Until you reach the line containing "Every function returns", reproduce each line of the listing exactly, please, and include that line as well.

_ _ _ _ _

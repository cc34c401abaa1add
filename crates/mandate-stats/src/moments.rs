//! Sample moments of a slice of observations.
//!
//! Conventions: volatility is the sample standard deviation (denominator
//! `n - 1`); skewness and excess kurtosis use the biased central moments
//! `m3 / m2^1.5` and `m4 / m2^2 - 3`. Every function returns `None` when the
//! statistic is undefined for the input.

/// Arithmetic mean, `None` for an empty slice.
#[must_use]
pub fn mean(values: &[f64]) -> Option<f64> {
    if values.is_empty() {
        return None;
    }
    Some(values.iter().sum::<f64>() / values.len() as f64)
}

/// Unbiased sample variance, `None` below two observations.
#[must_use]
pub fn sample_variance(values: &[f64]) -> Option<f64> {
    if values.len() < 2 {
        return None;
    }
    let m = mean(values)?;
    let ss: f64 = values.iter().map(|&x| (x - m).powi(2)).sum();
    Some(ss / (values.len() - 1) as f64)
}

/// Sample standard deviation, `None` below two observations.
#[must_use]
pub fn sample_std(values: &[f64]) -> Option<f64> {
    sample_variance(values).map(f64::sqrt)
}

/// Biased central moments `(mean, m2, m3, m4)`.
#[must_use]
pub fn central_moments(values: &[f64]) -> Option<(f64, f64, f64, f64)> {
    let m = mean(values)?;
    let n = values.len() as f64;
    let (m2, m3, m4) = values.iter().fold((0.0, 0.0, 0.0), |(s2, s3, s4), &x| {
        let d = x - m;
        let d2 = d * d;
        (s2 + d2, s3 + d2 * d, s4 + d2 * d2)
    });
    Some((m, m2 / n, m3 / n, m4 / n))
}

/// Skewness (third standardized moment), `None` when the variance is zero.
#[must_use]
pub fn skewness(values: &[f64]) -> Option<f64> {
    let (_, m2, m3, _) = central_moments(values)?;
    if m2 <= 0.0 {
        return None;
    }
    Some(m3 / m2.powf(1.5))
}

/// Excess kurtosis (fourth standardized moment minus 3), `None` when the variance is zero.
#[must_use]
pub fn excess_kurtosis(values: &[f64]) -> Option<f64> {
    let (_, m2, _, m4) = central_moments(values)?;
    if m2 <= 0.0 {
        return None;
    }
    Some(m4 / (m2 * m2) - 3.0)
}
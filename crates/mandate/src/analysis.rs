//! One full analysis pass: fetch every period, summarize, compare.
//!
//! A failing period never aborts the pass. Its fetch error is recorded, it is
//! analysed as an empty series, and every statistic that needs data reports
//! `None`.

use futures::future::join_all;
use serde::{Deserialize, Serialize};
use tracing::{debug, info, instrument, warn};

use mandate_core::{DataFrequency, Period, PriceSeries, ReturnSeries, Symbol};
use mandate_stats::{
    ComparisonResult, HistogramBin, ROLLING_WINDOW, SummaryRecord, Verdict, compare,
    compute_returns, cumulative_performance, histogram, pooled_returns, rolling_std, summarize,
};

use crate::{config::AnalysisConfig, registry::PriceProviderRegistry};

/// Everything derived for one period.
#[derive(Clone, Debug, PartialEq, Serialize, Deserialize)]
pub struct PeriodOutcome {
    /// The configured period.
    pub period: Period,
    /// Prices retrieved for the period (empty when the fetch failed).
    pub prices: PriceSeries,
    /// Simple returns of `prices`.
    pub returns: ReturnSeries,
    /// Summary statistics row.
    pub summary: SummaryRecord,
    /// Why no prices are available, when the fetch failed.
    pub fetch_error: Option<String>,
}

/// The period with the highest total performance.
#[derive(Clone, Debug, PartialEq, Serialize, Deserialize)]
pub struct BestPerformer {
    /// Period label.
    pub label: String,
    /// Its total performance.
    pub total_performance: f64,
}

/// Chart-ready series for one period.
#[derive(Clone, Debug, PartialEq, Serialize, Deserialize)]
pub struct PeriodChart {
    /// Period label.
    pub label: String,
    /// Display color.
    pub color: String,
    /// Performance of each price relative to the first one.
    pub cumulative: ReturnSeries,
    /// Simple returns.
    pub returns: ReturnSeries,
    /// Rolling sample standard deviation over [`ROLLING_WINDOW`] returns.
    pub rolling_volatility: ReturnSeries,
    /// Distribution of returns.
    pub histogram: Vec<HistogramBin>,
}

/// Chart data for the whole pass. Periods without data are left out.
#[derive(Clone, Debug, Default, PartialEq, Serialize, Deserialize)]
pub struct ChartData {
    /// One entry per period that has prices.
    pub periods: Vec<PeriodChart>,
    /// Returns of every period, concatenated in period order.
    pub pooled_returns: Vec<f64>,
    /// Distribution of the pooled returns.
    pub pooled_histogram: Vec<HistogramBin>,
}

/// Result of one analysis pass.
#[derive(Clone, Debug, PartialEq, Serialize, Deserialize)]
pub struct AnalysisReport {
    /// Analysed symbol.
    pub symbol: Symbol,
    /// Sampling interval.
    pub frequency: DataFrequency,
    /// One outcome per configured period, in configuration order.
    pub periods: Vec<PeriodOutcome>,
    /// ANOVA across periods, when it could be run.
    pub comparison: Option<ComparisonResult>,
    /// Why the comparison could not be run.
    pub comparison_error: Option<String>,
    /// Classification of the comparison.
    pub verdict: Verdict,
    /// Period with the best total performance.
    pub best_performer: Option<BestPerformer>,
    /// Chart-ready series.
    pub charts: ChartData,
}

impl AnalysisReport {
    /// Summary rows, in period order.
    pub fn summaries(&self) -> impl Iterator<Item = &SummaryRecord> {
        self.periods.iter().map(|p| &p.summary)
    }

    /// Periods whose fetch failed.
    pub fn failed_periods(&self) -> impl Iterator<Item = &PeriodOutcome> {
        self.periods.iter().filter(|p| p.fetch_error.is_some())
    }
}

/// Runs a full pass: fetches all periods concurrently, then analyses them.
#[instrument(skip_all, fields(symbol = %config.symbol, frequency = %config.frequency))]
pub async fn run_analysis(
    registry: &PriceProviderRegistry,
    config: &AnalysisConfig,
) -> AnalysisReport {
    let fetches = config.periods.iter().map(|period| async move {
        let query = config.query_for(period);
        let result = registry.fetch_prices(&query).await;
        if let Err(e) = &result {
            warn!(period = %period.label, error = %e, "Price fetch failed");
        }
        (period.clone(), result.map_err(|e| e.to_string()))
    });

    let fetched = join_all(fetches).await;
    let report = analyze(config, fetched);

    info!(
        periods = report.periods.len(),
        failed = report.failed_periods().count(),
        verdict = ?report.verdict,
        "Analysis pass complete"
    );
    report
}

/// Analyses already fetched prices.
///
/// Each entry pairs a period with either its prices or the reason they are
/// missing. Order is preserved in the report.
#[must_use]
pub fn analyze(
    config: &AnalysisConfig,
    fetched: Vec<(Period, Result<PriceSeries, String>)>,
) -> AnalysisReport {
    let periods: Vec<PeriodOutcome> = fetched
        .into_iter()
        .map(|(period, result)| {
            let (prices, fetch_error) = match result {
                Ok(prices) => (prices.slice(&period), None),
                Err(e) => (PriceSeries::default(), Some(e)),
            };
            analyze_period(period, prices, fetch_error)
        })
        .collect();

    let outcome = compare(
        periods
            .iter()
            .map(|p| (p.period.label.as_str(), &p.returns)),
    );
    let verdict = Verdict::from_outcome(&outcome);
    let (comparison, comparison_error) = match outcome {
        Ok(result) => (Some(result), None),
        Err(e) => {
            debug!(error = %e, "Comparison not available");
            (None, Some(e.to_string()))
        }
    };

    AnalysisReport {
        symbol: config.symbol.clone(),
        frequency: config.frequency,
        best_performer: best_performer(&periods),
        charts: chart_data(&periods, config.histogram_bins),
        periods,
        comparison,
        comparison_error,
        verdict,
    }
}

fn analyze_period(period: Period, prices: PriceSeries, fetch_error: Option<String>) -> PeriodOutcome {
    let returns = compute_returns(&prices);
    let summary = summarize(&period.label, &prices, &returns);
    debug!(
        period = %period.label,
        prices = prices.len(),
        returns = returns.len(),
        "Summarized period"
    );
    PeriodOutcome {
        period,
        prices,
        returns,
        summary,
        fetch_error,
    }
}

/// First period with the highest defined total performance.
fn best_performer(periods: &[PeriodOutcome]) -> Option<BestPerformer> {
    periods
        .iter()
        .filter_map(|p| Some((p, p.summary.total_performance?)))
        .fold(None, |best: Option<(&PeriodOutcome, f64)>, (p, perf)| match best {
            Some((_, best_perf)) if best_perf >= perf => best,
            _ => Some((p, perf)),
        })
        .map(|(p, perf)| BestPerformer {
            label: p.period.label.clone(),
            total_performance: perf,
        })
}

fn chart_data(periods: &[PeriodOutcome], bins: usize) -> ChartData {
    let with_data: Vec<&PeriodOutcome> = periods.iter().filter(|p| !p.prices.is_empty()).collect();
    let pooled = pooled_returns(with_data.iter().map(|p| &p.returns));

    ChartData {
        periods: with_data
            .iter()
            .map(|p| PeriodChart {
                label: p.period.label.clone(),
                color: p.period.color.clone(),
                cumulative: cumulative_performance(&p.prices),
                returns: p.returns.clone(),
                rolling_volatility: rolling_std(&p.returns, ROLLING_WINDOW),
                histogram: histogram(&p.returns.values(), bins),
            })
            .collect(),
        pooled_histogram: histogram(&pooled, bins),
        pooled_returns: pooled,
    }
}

_ _ _ _ _

→ Solution:
repository cc34c401abaa1add
filename crates/mandate-stats/src/moments.rs
//! Sample moments of a slice of observations.
//!
//! Conventions: volatility is the sample standard deviation (denominator
//! `n - 1`); skewness and excess kurtosis use the biased central moments
//! `m3 / m2^1.5` and `m4 / m2^2 - 3`. Every function returns `None` when the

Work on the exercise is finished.